How do you solve $2\cos x=\sqrt{3}$ ?

Answer 1

Hint: We have been given a linear equation in the trigonometric function, cosine of x which also consists of a constant term, square root of 3, on the left hand side. Thus, we shall first divide both sides to make the coefficient of cos x equal to 1. In order the value of x, we will compare with the respective value of the cosine function value.

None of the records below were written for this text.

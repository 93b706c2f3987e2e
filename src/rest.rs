// Copyright 2026 Matchup Contributors
// SPDX-License-Identifier: Apache-2.0

//! HTTP REST API.
//!
//! Job submission, polling, export, a live event stream, and stored
//! artifacts. The job registry and the analyzer are owned by [`AppState`]
//! and handed to the router — no process globals.

use std::sync::Arc;
use std::time::Instant;

use axum::extract::{Path, Query, State};
use axum::http::{header, StatusCode};
use axum::response::sse::{Event, Sse};
use axum::response::{IntoResponse, Response};
use axum::routing::{get, post};
use axum::{Json, Router};
use serde::Deserialize;
use serde_json::{json, Value};
use std::convert::Infallible;
use tower_http::cors::{Any, CorsLayer};
use tracing::warn;
use uuid::Uuid;

use crate::analyzer::{parse_site_url, Analyzer};
use crate::config::AppConfig;
use crate::error::AnalysisError;
use crate::events::{self, AnalysisEvent, EventBus};
use crate::export::{self, ExportFormat};
use crate::job::{self, JobState, JobStore};

/// Shared state behind every handler.
pub struct AppState {
    pub store: Arc<JobStore>,
    pub analyzer: Arc<Analyzer>,
    pub events: EventBus,
    pub config: AppConfig,
    pub started_at: Instant,
}

/// Errors surfaced by the REST layer, mapped onto status codes.
#[derive(thiserror::Error, Debug)]
pub enum ApiError {
    #[error("job not found: {0}")]
    NotFound(String),

    /// Export requested before the job reached `completed`.
    #[error("job is {0}; only completed jobs can be exported")]
    InvalidState(&'static str),

    #[error("invalid input: {0}")]
    InvalidInput(String),

    #[error("internal error: {0}")]
    Internal(String),
}

impl ApiError {
    fn status(&self) -> StatusCode {
        match self {
            ApiError::NotFound(_) => StatusCode::NOT_FOUND,
            ApiError::InvalidState(_) | ApiError::InvalidInput(_) => StatusCode::BAD_REQUEST,
            ApiError::Internal(_) => StatusCode::INTERNAL_SERVER_ERROR,
        }
    }
}

impl IntoResponse for ApiError {
    fn into_response(self) -> Response {
        let body = json!({ "success": false, "message": self.to_string() });
        (self.status(), Json(body)).into_response()
    }
}

impl From<AnalysisError> for ApiError {
    fn from(e: AnalysisError) -> Self {
        match e {
            AnalysisError::InvalidInput(msg) => ApiError::InvalidInput(msg),
            AnalysisError::SessionAcquisition(msg) => ApiError::Internal(msg),
        }
    }
}

/// Build the axum router with all endpoints.
pub fn router(state: Arc<AppState>) -> Router {
    let cors = CorsLayer::new()
        .allow_origin(Any)
        .allow_methods(Any)
        .allow_headers(Any);

    Router::new()
        .route("/health", get(health))
        .route("/api/status", get(handle_status))
        .route("/api/analyze", post(handle_analyze))
        .route("/api/result/:job_id", get(handle_result))
        .route("/api/export/:job_id", get(handle_export))
        .route("/api/events", get(events_sse))
        .route("/screenshots/:name", get(serve_screenshot))
        .route("/exports/:name", get(serve_export))
        .layer(cors)
        .with_state(state)
}

/// Serve the REST API on the given port.
pub async fn start(port: u16, state: Arc<AppState>) -> anyhow::Result<()> {
    let app = router(state);
    let addr = std::net::SocketAddr::from(([127, 0, 0, 1], port));
    tracing::info!("REST API listening on http://{addr}");

    let listener = tokio::net::TcpListener::bind(addr).await?;
    axum::serve(listener, app).await?;
    Ok(())
}

// ── Handlers ────────────────────────────────────────────────────

async fn health() -> Json<Value> {
    Json(json!({ "status": "ok" }))
}

async fn handle_status(State(state): State<Arc<AppState>>) -> Json<Value> {
    let (processing, completed, failed) = state.store.counts();
    Json(json!({
        "running": true,
        "version": env!("CARGO_PKG_VERSION"),
        "uptime_seconds": state.started_at.elapsed().as_secs_f64(),
        "jobs": {
            "processing": processing,
            "completed": completed,
            "failed": failed,
        },
        "active_sessions": state.analyzer.browser().active_sessions(),
    }))
}

#[derive(Deserialize)]
#[serde(rename_all = "camelCase")]
struct AnalyzeRequest {
    url_a: Option<String>,
    url_b: Option<String>,
}

/// Submit an analysis job. Input is validated before a job is created, so a
/// malformed URL never occupies the registry.
async fn handle_analyze(
    State(state): State<Arc<AppState>>,
    Json(body): Json<AnalyzeRequest>,
) -> Result<impl IntoResponse, ApiError> {
    let url_a = body
        .url_a
        .ok_or_else(|| ApiError::InvalidInput("urlA is required".into()))?;
    let url_b = body
        .url_b
        .ok_or_else(|| ApiError::InvalidInput("urlB is required".into()))?;
    parse_site_url(&url_a)?;
    parse_site_url(&url_b)?;

    let id = state.store.create(&url_a, &url_b);
    state.events.emit(AnalysisEvent::JobSubmitted {
        job_id: id.to_string(),
        url_a: url_a.clone(),
        url_b: url_b.clone(),
    });

    tokio::spawn(job::run(
        Arc::clone(&state.analyzer),
        Arc::clone(&state.store),
        state.events.clone(),
        id,
        url_a,
        url_b,
    ));

    Ok((
        StatusCode::ACCEPTED,
        Json(json!({
            "success": true,
            "message": "analysis started",
            "jobId": id.to_string(),
        })),
    ))
}

/// Poll a job. Unknown ids are 404; failed jobs surface their captured
/// message verbatim, never a stack trace.
async fn handle_result(
    State(state): State<Arc<AppState>>,
    Path(job_id): Path<String>,
) -> Result<Response, ApiError> {
    let job = lookup(&state, &job_id)?;

    let response = match &job.state {
        JobState::Processing => Json(json!({
            "success": true,
            "status": "processing",
        }))
        .into_response(),
        JobState::Failed(message) => (
            StatusCode::INTERNAL_SERVER_ERROR,
            Json(json!({
                "success": false,
                "status": "failed",
                "error": message,
            })),
        )
            .into_response(),
        JobState::Completed(result) => Json(json!({
            "success": true,
            "status": "completed",
            "data": result.as_ref(),
        }))
        .into_response(),
    };
    Ok(response)
}

#[derive(Deserialize, Default)]
struct ExportParams {
    format: Option<String>,
}

/// Export a completed job as CSV or an HTML report. The artifact is written
/// under the data directory and returned by reference.
async fn handle_export(
    State(state): State<Arc<AppState>>,
    Path(job_id): Path<String>,
    Query(params): Query<ExportParams>,
) -> Result<Json<Value>, ApiError> {
    let job = lookup(&state, &job_id)?;

    let result = match &job.state {
        JobState::Completed(result) => Arc::clone(result),
        other => return Err(ApiError::InvalidState(other.status())),
    };

    let format = match params.format.as_deref() {
        None => ExportFormat::Csv,
        Some(f) => ExportFormat::parse(f)
            .ok_or_else(|| ApiError::InvalidInput(format!("unknown export format '{f}'")))?,
    };

    let filename = export::artifact_filename(&job_id, format);
    let artifact = export::render(&result, format, chrono::Utc::now());
    let path = state.config.export_dir().join(&filename);
    tokio::fs::write(&path, &artifact)
        .await
        .map_err(|e| ApiError::Internal(format!("failed to write artifact: {e}")))?;

    Ok(Json(json!({
        "success": true,
        "format": format.extension(),
        "artifact": format!("/exports/{filename}"),
    })))
}

/// SSE query parameters.
#[derive(Deserialize, Default)]
struct EventsParams {
    job: Option<String>,
}

/// Server-Sent Events stream of analysis events, optionally filtered to one
/// job via `?job=<id>`.
async fn events_sse(
    Query(params): Query<EventsParams>,
    State(state): State<Arc<AppState>>,
) -> Sse<impl futures::Stream<Item = Result<Event, Infallible>>> {
    let mut rx = state.events.subscribe();
    let job_filter = params.job;

    let stream = async_stream::stream! {
        loop {
            match rx.recv().await {
                Ok(event) => {
                    if let Some(ref job_id) = job_filter {
                        if !events::event_matches_job(&event, job_id) {
                            continue;
                        }
                    }
                    if let Ok(json) = serde_json::to_string(&event) {
                        yield Ok(Event::default().data(json));
                    }
                }
                Err(tokio::sync::broadcast::error::RecvError::Lagged(_)) => {
                    // Slow consumer missed some events — keep streaming.
                    continue;
                }
                Err(tokio::sync::broadcast::error::RecvError::Closed) => {
                    break;
                }
            }
        }
    };

    Sse::new(stream).keep_alive(axum::response::sse::KeepAlive::default())
}

async fn serve_screenshot(
    State(state): State<Arc<AppState>>,
    Path(name): Path<String>,
) -> Result<Response, ApiError> {
    serve_file(state.config.screenshot_dir(), &name, "image/png").await
}

async fn serve_export(
    State(state): State<Arc<AppState>>,
    Path(name): Path<String>,
) -> Result<Response, ApiError> {
    let content_type = if name.ends_with(".html") {
        "text/html; charset=utf-8"
    } else {
        "text/csv; charset=utf-8"
    };
    serve_file(state.config.export_dir(), &name, content_type).await
}

// ── Helpers ─────────────────────────────────────────────────────

fn lookup(state: &AppState, job_id: &str) -> Result<crate::job::Job, ApiError> {
    // A malformed id cannot name a job; treat it as unknown.
    let id = Uuid::parse_str(job_id).map_err(|_| ApiError::NotFound(job_id.to_string()))?;
    state
        .store
        .snapshot(id)
        .ok_or_else(|| ApiError::NotFound(job_id.to_string()))
}

async fn serve_file(
    dir: std::path::PathBuf,
    name: &str,
    content_type: &'static str,
) -> Result<Response, ApiError> {
    // Artifact names are flat; anything path-like is rejected.
    if name.contains('/') || name.contains('\\') || name.contains("..") {
        return Err(ApiError::NotFound(name.to_string()));
    }
    match tokio::fs::read(dir.join(name)).await {
        Ok(bytes) => Ok(([(header::CONTENT_TYPE, content_type)], bytes).into_response()),
        Err(e) => {
            warn!("artifact read failed for {name}: {e}");
            Err(ApiError::NotFound(name.to_string()))
        }
    }
}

Complete step by step solution:
Given that $2\cos x=\sqrt{3}$.
On dividing both sides by 2 to make the coefficient of cos x equal to 1, we get
$\Rightarrow \cos \left( x \right)=\dfrac{\sqrt{3}}{2}$
We know that $\cos \dfrac{\pi }{6}=\dfrac{\sqrt{3}}{2}$ for its principle solution set, that is, in the interval $\left[ 0,2\pi \right]$.
Comparing this value of cosine function with the calculated value from the given equation, we get
$\Rightarrow \cos \left( x \right)=\cos \dfrac{\pi }{6}$
Therefore, we get $x=\dfrac{\pi }{6}$.
Since, our aim is to obtain value when the coefficient of x equal to 1 in order to obtain a well-defined solution for given equation, thus the principle solution for $2\cos x=\sqrt{3}$ is $x=\dfrac{\pi }{6}$.
However, the general solution would be calculated as $\dfrac{\pi }{6}+2n\pi $ where n is any integer.
Therefore, the solution for the given equation $2\cos x=\sqrt{3}$ is $\dfrac{\pi }{6}+2n\pi $ where $n\in \mathbb{Z}$.

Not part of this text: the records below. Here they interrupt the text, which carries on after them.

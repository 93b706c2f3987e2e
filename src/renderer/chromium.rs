//! Chromium-backed rendering via chromiumoxide.

use super::{Browser, PageHandle, Session};
use crate::error::PageError;
use anyhow::{Context, Result};
use async_trait::async_trait;
use chromiumoxide::browser::{Browser as CdpBrowser, BrowserConfig};
use chromiumoxide::cdp::browser_protocol::page::CaptureScreenshotFormat;
use chromiumoxide::page::{Page, ScreenshotParams};
use futures::StreamExt;
use std::path::PathBuf;
use std::sync::atomic::{AtomicUsize, Ordering};
use std::sync::Arc;
use std::time::Duration;

/// Locate a Chromium binary.
pub fn find_chromium() -> Option<PathBuf> {
    // 1. MATCHUP_CHROMIUM_PATH env
    if let Ok(p) = std::env::var("MATCHUP_CHROMIUM_PATH") {
        let path = PathBuf::from(&p);
        if path.exists() {
            return Some(path);
        }
    }

    // 2. ~/.matchup/chromium/
    if let Some(home) = dirs::home_dir() {
        let candidates = [
            home.join(".matchup/chromium/chrome-linux64/chrome"),
            home.join(".matchup/chromium/chrome"),
        ];
        for c in candidates {
            if c.exists() {
                return Some(c);
            }
        }
    }

    // 3. System PATH
    for name in ["google-chrome", "chromium", "chromium-browser"] {
        if let Ok(path) = which::which(name) {
            return Some(path);
        }
    }

    // 4. Common macOS location
    if cfg!(target_os = "macos") {
        let common =
            PathBuf::from("/Applications/Google Chrome.app/Contents/MacOS/Google Chrome");
        if common.exists() {
            return Some(common);
        }
    }

    None
}

/// Chromium engine. One headless instance serves all jobs; each job gets its
/// own [`ChromiumSession`].
pub struct ChromiumBrowser {
    browser: Arc<CdpBrowser>,
    session_count: Arc<AtomicUsize>,
}

impl ChromiumBrowser {
    /// Launch a headless Chromium instance with the given viewport.
    pub async fn launch(viewport: (u32, u32)) -> Result<Self> {
        let chrome_path = find_chromium().context(
            "Chromium not found. Install it or set MATCHUP_CHROMIUM_PATH",
        )?;

        let config = BrowserConfig::builder()
            .chrome_executable(chrome_path)
            .window_size(viewport.0, viewport.1)
            .arg("--headless=new")
            .arg("--disable-gpu")
            .arg("--no-sandbox")
            .arg("--disable-dev-shm-usage")
            .arg("--disable-extensions")
            .arg("--disable-background-networking")
            .build()
            .map_err(|e| anyhow::anyhow!("failed to build browser config: {e}"))?;

        let (browser, mut handler) = CdpBrowser::launch(config)
            .await
            .context("failed to launch Chromium")?;

        // Drive the CDP event loop for the lifetime of the browser.
        tokio::spawn(async move {
            while let Some(event) = handler.next().await {
                let _ = event;
            }
        });

        Ok(Self {
            browser: Arc::new(browser),
            session_count: Arc::new(AtomicUsize::new(0)),
        })
    }
}

#[async_trait]
impl Browser for ChromiumBrowser {
    async fn acquire_session(&self) -> Result<Box<dyn Session>> {
        self.session_count.fetch_add(1, Ordering::Relaxed);
        Ok(Box::new(ChromiumSession {
            browser: Arc::clone(&self.browser),
            session_count: Arc::clone(&self.session_count),
        }))
    }

    fn active_sessions(&self) -> usize {
        self.session_count.load(Ordering::Relaxed)
    }

    async fn shutdown(&self) -> Result<()> {
        // Browser process exits when the CdpBrowser is dropped.
        Ok(())
    }
}

/// One job's rendering session. Pages are opened as fresh tabs against the
/// shared browser instance.
pub struct ChromiumSession {
    browser: Arc<CdpBrowser>,
    session_count: Arc<AtomicUsize>,
}

#[async_trait]
impl Session for ChromiumSession {
    async fn open(&self, url: &str, timeout_ms: u64) -> Result<Box<dyn PageHandle>, PageError> {
        let page = self
            .browser
            .new_page("about:blank")
            .await
            .map_err(|e| PageError::Navigation {
                url: url.to_string(),
                reason: format!("failed to open tab: {e}"),
            })?;

        let nav = tokio::time::timeout(Duration::from_millis(timeout_ms), async {
            page.goto(url).await?;
            page.wait_for_navigation().await?;
            Ok::<_, chromiumoxide::error::CdpError>(())
        })
        .await;

        match nav {
            Ok(Ok(())) => Ok(Box::new(ChromiumPage { page })),
            Ok(Err(e)) => {
                let _ = page.close().await;
                Err(PageError::Navigation {
                    url: url.to_string(),
                    reason: e.to_string(),
                })
            }
            Err(_) => {
                let _ = page.close().await;
                Err(PageError::NavigationTimeout {
                    url: url.to_string(),
                    timeout_ms,
                })
            }
        }
    }

    async fn close(self: Box<Self>) -> Result<()> {
        self.session_count.fetch_sub(1, Ordering::Relaxed);
        Ok(())
    }
}

/// A single rendered tab.
pub struct ChromiumPage {
    page: Page,
}

#[async_trait]
impl PageHandle for ChromiumPage {
    async fn evaluate(&self, script: &str) -> Result<serde_json::Value, PageError> {
        let result = self
            .page
            .evaluate(script)
            .await
            .map_err(|e| PageError::Detection(format!("script evaluation failed: {e}")))?;

        result
            .into_value()
            .map_err(|e| PageError::Detection(format!("non-JSON probe result: {e:?}")))
    }

    async fn screenshot(&self) -> Result<Vec<u8>, PageError> {
        self.page
            .screenshot(
                ScreenshotParams::builder()
                    .format(CaptureScreenshotFormat::Png)
                    .full_page(true)
                    .build(),
            )
            .await
            .map_err(|e| PageError::Screenshot(e.to_string()))
    }

    async fn close(self: Box<Self>) -> Result<()> {
        let _ = self.page.close().await;
        Ok(())
    }
}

Note: We must have prior knowledge of the six basic trigonometric functions, namely, sine, cosine, tangent, cotangent, secant and cosecant to solve such equations as given in this problem. The best method to deeply understand these functions and solve trigonometric equations instantly is by memorizing the graphs of these functions in the principal value set at least which lies in the interval $0\le x\le 2\pi $.